Clinical Project Coordinator (HYBRID)
About The Position
InBody is seeking a Clinical Project Coordinator to support the operational execution of clinical studies. This role involves maintaining study trackers, communicating with principal investigators (PIs), study coordinators, and research teams, monitoring site startup progress, and preparing clear study updates. The coordinator will lead regular site check-ins, organize clinical documentation and version control, support occasional site visits, and help improve clinical operations workflows. The ideal candidate is an optimistic self-starter with a detail-oriented mindset, strong organizational and follow-up skills, and excellent communication abilities, who thrives in a fast-paced, entrepreneurial company culture.

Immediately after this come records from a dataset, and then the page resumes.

//! Shared numeric constants for the canvas crate.

// ── Element geometry ────────────────────────────────────────────

/// Smallest width or height an element may have, in canvas pixels.
pub const MIN_ELEMENT_SIZE: f64 = 20.0;

/// Default text element box.
pub const TEXT_DEFAULT_WIDTH: f64 = 160.0;
pub const TEXT_DEFAULT_HEIGHT: f64 = 40.0;

/// Default shape element box.
pub const SHAPE_DEFAULT_SIZE: f64 = 80.0;

// ── Text ────────────────────────────────────────────────────────

/// Font size given to new text elements and to every loaded text element.
pub const DEFAULT_FONT_SIZE: f64 = 20.0;

/// Range offered by the font-size control. The store does not enforce it.
pub const FONT_SIZE_MIN: f64 = 8.0;
pub const FONT_SIZE_MAX: f64 = 72.0;

// ── Colors ──────────────────────────────────────────────────────

/// Neutral dark color of new text elements.
pub const DEFAULT_TEXT_COLOR: &str = "#222222";

/// Accent color of new shape elements.
pub const DEFAULT_SHAPE_COLOR: &str = "#F59E0B";

/// Product base color of a fresh document. The backdrop tint is hidden for it.
pub const DEFAULT_BASE_COLOR: &str = "#FFFFFF";

/// Swatches offered by the color picker.
pub const COLOR_PRESETS: [&str; 17] = [
    "#FFFFFF", "#F5F5F5", "#E5E7EB", "#9CA3AF", "#374151", "#111827", "#000000", "#EF4444", "#F97316",
    "#F59E0B", "#EAB308", "#22C55E", "#14B8A6", "#3B82F6", "#8B5CF6", "#EC4899", "#F43F5E",
];

// ── Placement ───────────────────────────────────────────────────

/// Offset applied to a click point so a new text box is centered on the cursor.
pub const TEXT_PLACEMENT_OFFSET_X: f64 = 80.0;
pub const TEXT_PLACEMENT_OFFSET_Y: f64 = 20.0;

/// Offset applied to a click point so a new shape is centered on the cursor.
pub const SHAPE_PLACEMENT_OFFSET: f64 = 40.0;

// ── Gestures ────────────────────────────────────────────────────

/// Pointer travel (either axis, exclusive) after which a press counts as a drag.
pub const DRAG_THRESHOLD_PX: f64 = 2.0;

/// Side length of the square corner resize handles.
pub const HANDLE_SIZE_PX: f64 = 12.0;

// ── Scene ───────────────────────────────────────────────────────

/// Stacking index of the selected element; everything else sits at [`BASE_Z_INDEX`].
pub const SELECTED_Z_INDEX: i32 = 10;
pub const BASE_Z_INDEX: i32 = 1;

/// Backdrop tint opacity when the base color is not the default white.
pub const TINT_OPACITY: f64 = 0.6;
#![allow(clippy::float_cmp)]

use super::*;

#[test]
fn default_viewport_is_identity() {
    let vp = Viewport::default();
    let p = vp.client_to_canvas(Point::new(12.0, 34.0));
    assert_eq!(p, Point::new(12.0, 34.0));
}

#[test]
fn client_to_canvas_subtracts_origin() {
    let vp = Viewport::new(100.0, 50.0);
    let p = vp.client_to_canvas(Point::new(130.0, 70.0));
    assert_eq!(p.x, 30.0);
    assert_eq!(p.y, 20.0);
}

#[test]
fn canvas_to_client_inverts_client_to_canvas() {
    let vp = Viewport::new(-8.5, 240.0);
    let client = Point::new(17.25, 300.0);
    let back = vp.canvas_to_client(vp.client_to_canvas(client));
    assert_eq!(back, client);
}

#[test]
fn point_converts_to_position() {
    let pos: Position = Point::new(3.0, 4.0).into();
    assert_eq!(pos, Position::new(3.0, 4.0));
}
//! Least-squares fitting of a similarity transform between two
//! corresponding point sets (Procrustes analysis).
//!
//! Point sets are n×d matrices with one point per row. The fitted map sends
//! source rows onto target rows as
//!
//! ```text
//! Y ≈ scale * X * R + 1ₙ tᵀ
//! ```
//!
//! or, per point written as a column vector, `y = scale * Rᵀ x + t`. The
//! translation is recovered from the uncentered centroids, so the source
//! centroid always maps exactly onto the target centroid regardless of how
//! well the rotation fits.

use faer::{Col, Mat, MatRef};
use procrustes_linalg::polar::{polar_dec, polar_svd};
use thiserror::Error;

/// Error type for Procrustes alignment operations.
#[derive(Debug, Error)]
pub enum ProcrustesError {
    /// Source and target point sets must contain the same number of points.
    #[error("Mismatched point counts: source has {source_points}, target has {target_points}")]
    MismatchedPointCounts {
        /// Number of rows in the source point set
        source_points: usize,
        /// Number of rows in the target point set
        target_points: usize,
    },

    /// Source and target points must have the same dimension.
    #[error("Mismatched point dimensions: source is {source_dim}-d, target is {target_dim}-d")]
    MismatchedDimensions {
        /// Column count of the source point set
        source_dim: usize,
        /// Column count of the target point set
        target_dim: usize,
    },

    /// Point sets must contain at least one point of dimension at least one.
    #[error("Point sets must contain at least one point of dimension >= 1")]
    EmptyPointSet,

    /// All centered source points coincide, so no scale can be estimated.
    #[error("Cannot estimate scale: centered source point set has zero norm")]
    DegenerateSource,

    /// The operation is only defined for points of a specific dimension.
    #[error("Operation requires {required}-dimensional points, got {actual}-dimensional")]
    InvalidDimension {
        /// Dimension required by the operation
        required: usize,
        /// Dimension of the points that were provided
        actual: usize,
    },
}

/// Flags selecting the family of transforms fitted by [`procrustes`].
///
/// The default fits a rigid transform: no scale estimation and a proper
/// rotation (classic Procrustes / Kabsch alignment).
#[derive(Debug, Clone, Default)]
pub struct ProcrustesParams {
    /// Estimate an isotropic scale factor. When `false` the scale is 1.
    pub include_scaling: bool,
    /// Allow the fitted orthogonal matrix to be a reflection (det = -1).
    pub include_reflections: bool,
}

/// Similarity transform fitted by [`procrustes`].
///
/// `rotation` multiplies row points from the right: the fitted map is
/// `Y ≈ scale * X * rotation + 1ₙ translationᵀ`.
#[derive(Debug, Clone)]
pub struct ProcrustesResult {
    /// Isotropic scale factor. Exactly 1 unless scaling was requested.
    pub scale: f64,
    /// Orthogonal d×d matrix; proper rotation unless reflections were allowed.
    pub rotation: Mat<f64>,
    /// Translation vector of length d.
    pub translation: Col<f64>,
}

/// Compute the centroid of a point set and subtract it from every row.
///
/// # Arguments
///
/// * `points` - An n×d point set, one point per row, n >= 1.
///
/// # Returns
///
/// The centroid (length-d column vector) and the mean-subtracted point set.
pub fn center_points(points: MatRef<f64>) -> (Col<f64>, Mat<f64>) {
    let num_points = points.nrows();
    let dim = points.ncols();

    let mut centroid = Col::<f64>::zeros(dim);
    for j in 0..dim {
        let mut sum = 0.0;
        for i in 0..num_points {
            sum += points.read(i, j);
        }
        centroid.write(j, sum / num_points as f64);
    }

    let centered = Mat::from_fn(num_points, dim, |i, j| points.read(i, j) - centroid.read(j));

    (centroid, centered)
}

/// Fit the similarity transform aligning `x` onto `y`.
///
/// Both point sets are n×d matrices with one point per row and a known
/// one-to-one correspondence: row i of `x` corresponds to row i of `y`.
/// The returned transform minimizes the sum of squared distances
/// `|scale * x * R + 1ₙ tᵀ - y|²` over the requested transform family.
///
/// # Arguments
///
/// * `x` - Source point set, n×d.
/// * `y` - Target point set, n×d.
/// * `params` - Flags selecting scale estimation and reflection support.
///
/// # Returns
///
/// The fitted [`ProcrustesResult`], or an error when the shapes disagree,
/// a set is empty, or scale estimation is requested for a source whose
/// points all coincide.
///
/// Example:
///
/// ```
/// use procrustes_align::align::{procrustes, ProcrustesParams};
///
/// let x = faer::mat![[0.0, 0.0], [1.0, 0.0], [0.0, 1.0]];
/// let y = faer::mat![[1.0, 1.0], [2.0, 1.0], [1.0, 2.0]];
/// let result = procrustes(x.as_ref(), y.as_ref(), &ProcrustesParams::default()).unwrap();
/// assert!((result.translation.read(0) - 1.0).abs() < 1e-8);
/// assert!((result.translation.read(1) - 1.0).abs() < 1e-8);
/// ```
pub fn procrustes(
    x: MatRef<f64>,
    y: MatRef<f64>,
    params: &ProcrustesParams,
) -> Result<ProcrustesResult, ProcrustesError> {
    if x.nrows() != y.nrows() {
        return Err(ProcrustesError::MismatchedPointCounts {
            source_points: x.nrows(),
            target_points: y.nrows(),
        });
    }
    if x.ncols() != y.ncols() {
        return Err(ProcrustesError::MismatchedDimensions {
            source_dim: x.ncols(),
            target_dim: y.ncols(),
        });
    }
    if x.nrows() == 0 || x.ncols() == 0 {
        return Err(ProcrustesError::EmptyPointSet);
    }

    let num_points = x.nrows() as f64;

    // center both sets around their centroids
    let (x_mean, mut xc) = center_points(x);
    let (y_mean, yc) = center_points(y);

    // isotropic scale as the ratio of average per-point magnitudes
    // (Frobenius norm over point count, not a true root mean square)
    let mut scale = 1.0;
    if params.include_scaling {
        let scale_x = xc.norm_l2() / num_points;
        let scale_y = yc.norm_l2() / num_points;
        if scale_x <= f64::EPSILON {
            return Err(ProcrustesError::DegenerateSource);
        }
        scale = scale_y / scale_x;
        for j in 0..xc.ncols() {
            for i in 0..xc.nrows() {
                xc.write(i, j, scale * xc.read(i, j));
            }
        }
    }

    // cross covariance between the centered sets
    let s = xc.transpose() * &yc;

    // best-fit orthogonal factor of the cross covariance
    let (rotation, _symmetric) = if params.include_reflections {
        polar_dec(s.as_ref())
    } else {
        polar_svd(s.as_ref())
    };

    // translation mapping the source centroid exactly onto the target centroid
    let translation = y_mean - faer::scale(scale) * (rotation.transpose() * x_mean);

    Ok(ProcrustesResult {
        scale,
        rotation,
        translation,
    })
}

/// Fit a rigid transform aligning `x` onto `y`.
///
/// Convenience form of [`procrustes`] with scaling and reflections both
/// disabled, the common case (classic Procrustes / Kabsch alignment).
pub fn procrustes_rigid(
    x: MatRef<f64>,
    y: MatRef<f64>,
) -> Result<ProcrustesResult, ProcrustesError> {
    procrustes(x, y, &ProcrustesParams::default())
}

/// Fit a similarity transform and fold the scale into the rotation.
///
/// Same fit as [`procrustes`], but the scale factor is pre-multiplied into
/// the returned matrix, for callers that want a single linear map plus
/// offset rather than a separate scale.
///
/// # Returns
///
/// The pair `(scale * rotation, translation)`.
pub fn procrustes_scaled_rotation(
    x: MatRef<f64>,
    y: MatRef<f64>,
    params: &ProcrustesParams,
) -> Result<(Mat<f64>, Col<f64>), ProcrustesError> {
    let ProcrustesResult {
        scale,
        rotation,
        translation,
    } = procrustes(x, y, params)?;
    Ok((faer::scale(scale) * rotation, translation))
}

#[cfg(test)]
mod tests {
    use super::*;
    use approx::assert_relative_eq;
    use faer::mat;

    #[test]
    fn test_center_points() {
        let points = mat![[1.0, 2.0], [3.0, 4.0], [5.0, 6.0]];
        let (centroid, centered) = center_points(points.as_ref());

        assert_relative_eq!(centroid.read(0), 3.0, epsilon = 1e-12);
        assert_relative_eq!(centroid.read(1), 4.0, epsilon = 1e-12);
        for j in 0..2 {
            let mut sum = 0.0;
            for i in 0..3 {
                sum += centered.read(i, j);
            }
            assert_relative_eq!(sum, 0.0, epsilon = 1e-12);
        }
    }

    #[test]
    fn test_procrustes_translation_only() {
        let x = mat![[0.0, 0.0], [1.0, 0.0], [0.0, 2.0]];
        let y = mat![[3.0, -1.0], [4.0, -1.0], [3.0, 1.0]];
        let result = procrustes_rigid(x.as_ref(), y.as_ref()).unwrap();

        assert_eq!(result.scale, 1.0);
        for i in 0..2 {
            for j in 0..2 {
                let expected = if i == j { 1.0 } else { 0.0 };
                assert_relative_eq!(result.rotation.read(i, j), expected, epsilon = 1e-8);
            }
        }
        assert_relative_eq!(result.translation.read(0), 3.0, epsilon = 1e-8);
        assert_relative_eq!(result.translation.read(1), -1.0, epsilon = 1e-8);
    }

    #[test]
    fn test_procrustes_rotation_2d() {
        // target is the source rotated by 90 degrees counter-clockwise
        let x = mat![[1.0, 0.0], [-1.0, 0.0], [0.0, 2.0], [0.0, -2.0]];
        let angle = std::f64::consts::FRAC_PI_2;
        // row-convention right-multiplier for a ccw rotation
        let r0 = mat![[angle.cos(), angle.sin()], [-angle.sin(), angle.cos()]];
        let y = &x * &r0;

        let result = procrustes_rigid(x.as_ref(), y.as_ref()).unwrap();

        for i in 0..2 {
            for j in 0..2 {
                assert_relative_eq!(result.rotation.read(i, j), r0.read(i, j), epsilon = 1e-8);
            }
            assert_relative_eq!(result.translation.read(i), 0.0, epsilon = 1e-8);
        }
    }

    #[test]
    fn test_procrustes_scale_default_is_exact() {
        let x = mat![[0.0, 0.0], [2.0, 0.0], [0.0, 2.0]];
        let y = mat![[0.0, 0.0], [4.0, 0.0], [0.0, 4.0]];
        let result = procrustes_rigid(x.as_ref(), y.as_ref()).unwrap();

        // scaling was not requested, so the factor is exactly one
        assert_eq!(result.scale, 1.0);
    }

    #[test]
    fn test_procrustes_scaled_rotation_folds_scale() {
        let x = mat![[0.0, 0.0], [2.0, 0.0], [0.0, 2.0]];
        let y = mat![[0.0, 0.0], [6.0, 0.0], [0.0, 6.0]];
        let params = ProcrustesParams {
            include_scaling: true,
            include_reflections: false,
        };
        let (scaled_rotation, _translation) =
            procrustes_scaled_rotation(x.as_ref(), y.as_ref(), &params).unwrap();

        for i in 0..2 {
            for j in 0..2 {
                let expected = if i == j { 3.0 } else { 0.0 };
                assert_relative_eq!(scaled_rotation.read(i, j), expected, epsilon = 1e-8);
            }
        }
    }

    #[test]
    fn test_procrustes_mismatched_rows() {
        let x = mat![[0.0, 0.0], [1.0, 0.0]];
        let y = mat![[0.0, 0.0], [1.0, 0.0], [0.0, 1.0]];
        let result = procrustes_rigid(x.as_ref(), y.as_ref());

        assert!(matches!(
            result,
            Err(ProcrustesError::MismatchedPointCounts {
                source_points: 2,
                target_points: 3,
            })
        ));
    }

    #[test]
    fn test_procrustes_mismatched_dims() {
        let x = mat![[0.0, 0.0], [1.0, 0.0]];
        let y = mat![[0.0, 0.0, 0.0], [1.0, 0.0, 0.0]];
        let result = procrustes_rigid(x.as_ref(), y.as_ref());

        assert!(matches!(
            result,
            Err(ProcrustesError::MismatchedDimensions {
                source_dim: 2,
                target_dim: 3,
            })
        ));
    }

    #[test]
    fn test_procrustes_empty_input() {
        let x = Mat::<f64>::zeros(0, 3);
        let y = Mat::<f64>::zeros(0, 3);
        let result = procrustes_rigid(x.as_ref(), y.as_ref());

        assert!(matches!(result, Err(ProcrustesError::EmptyPointSet)));
    }

    #[test]
    fn test_procrustes_degenerate_source_with_scaling() {
        // all source points coincide, so no scale can be estimated
        let x = mat![[1.0, 1.0], [1.0, 1.0], [1.0, 1.0]];
        let y = mat![[0.0, 0.0], [1.0, 0.0], [0.0, 1.0]];
        let params = ProcrustesParams {
            include_scaling: true,
            include_reflections: false,
        };
        let result = procrustes(x.as_ref(), y.as_ref(), &params);

        assert!(matches!(result, Err(ProcrustesError::DegenerateSource)));
    }

    #[test]
    fn test_procrustes_single_point() {
        // a single point pair aligns exactly through the translation
        let x = mat![[1.0, 2.0, 3.0]];
        let y = mat![[-4.0, 0.0, 5.0]];
        let result = procrustes_rigid(x.as_ref(), y.as_ref()).unwrap();

        let mapped = result.rotation.transpose() * faer::col![1.0, 2.0, 3.0] + result.translation;
        assert_relative_eq!(mapped.read(0), -4.0, epsilon = 1e-12);
        assert_relative_eq!(mapped.read(1), 0.0, epsilon = 1e-12);
        assert_relative_eq!(mapped.read(2), 5.0, epsilon = 1e-12);
    }
}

This is a hybrid position based in Cerritos, CA, reporting to the Principal Scientist, Global R&D.
Requirements
- Background in life sciences, health sciences, nursing, public health, biology, kinesiology, biomedical sciences, or a related field
- 2+ years of experience in clinical research, clinical operations, CRO, or a related setting
- Strong follow-up skills and comfortable communicating with hospital staff and study teams
- Detail-oriented and organized
- Works well in both team and independent environments
- Adaptable to evolving priorities and timelines in a dynamic environment
- Complete and pass the internal products certification training
- Excellent verbal and written communication skills
Nice To Haves
- Medical device, diagnostics, digital health, or FDA-regulated product experience
- Hands-on experience supporting clinical studies or site-based study coordination
- Experience supporting regulatory- or audit-ready clinical documentation
Responsibilities
- Support the operations of clinical studies under the supervision of the Principal Scientist
- Communicate with PIs, study coordinators, and research teams
- Maintain study trackers and action logs for site status, enrollment, data collection, protocol deviations, missing documents, and open issues
- Lead regular site check-ins and follow up on action items
- Track site startup progress, required documents, and training needs
- Prepare clear study updates with current status, risks, blockers, decisions needed, and next steps
- Organize internal clinical documents and maintain version control
- Support occasional site visits for startup, training, troubleshooting, or relationship-building
- Help improve clinical operations workflows, trackers, and reporting processes
Benefits
- Medical (PPO), dental (PPO), vision (PPO), & life insurance
- Flexible spending account (FSA) and dependent care account (DCA)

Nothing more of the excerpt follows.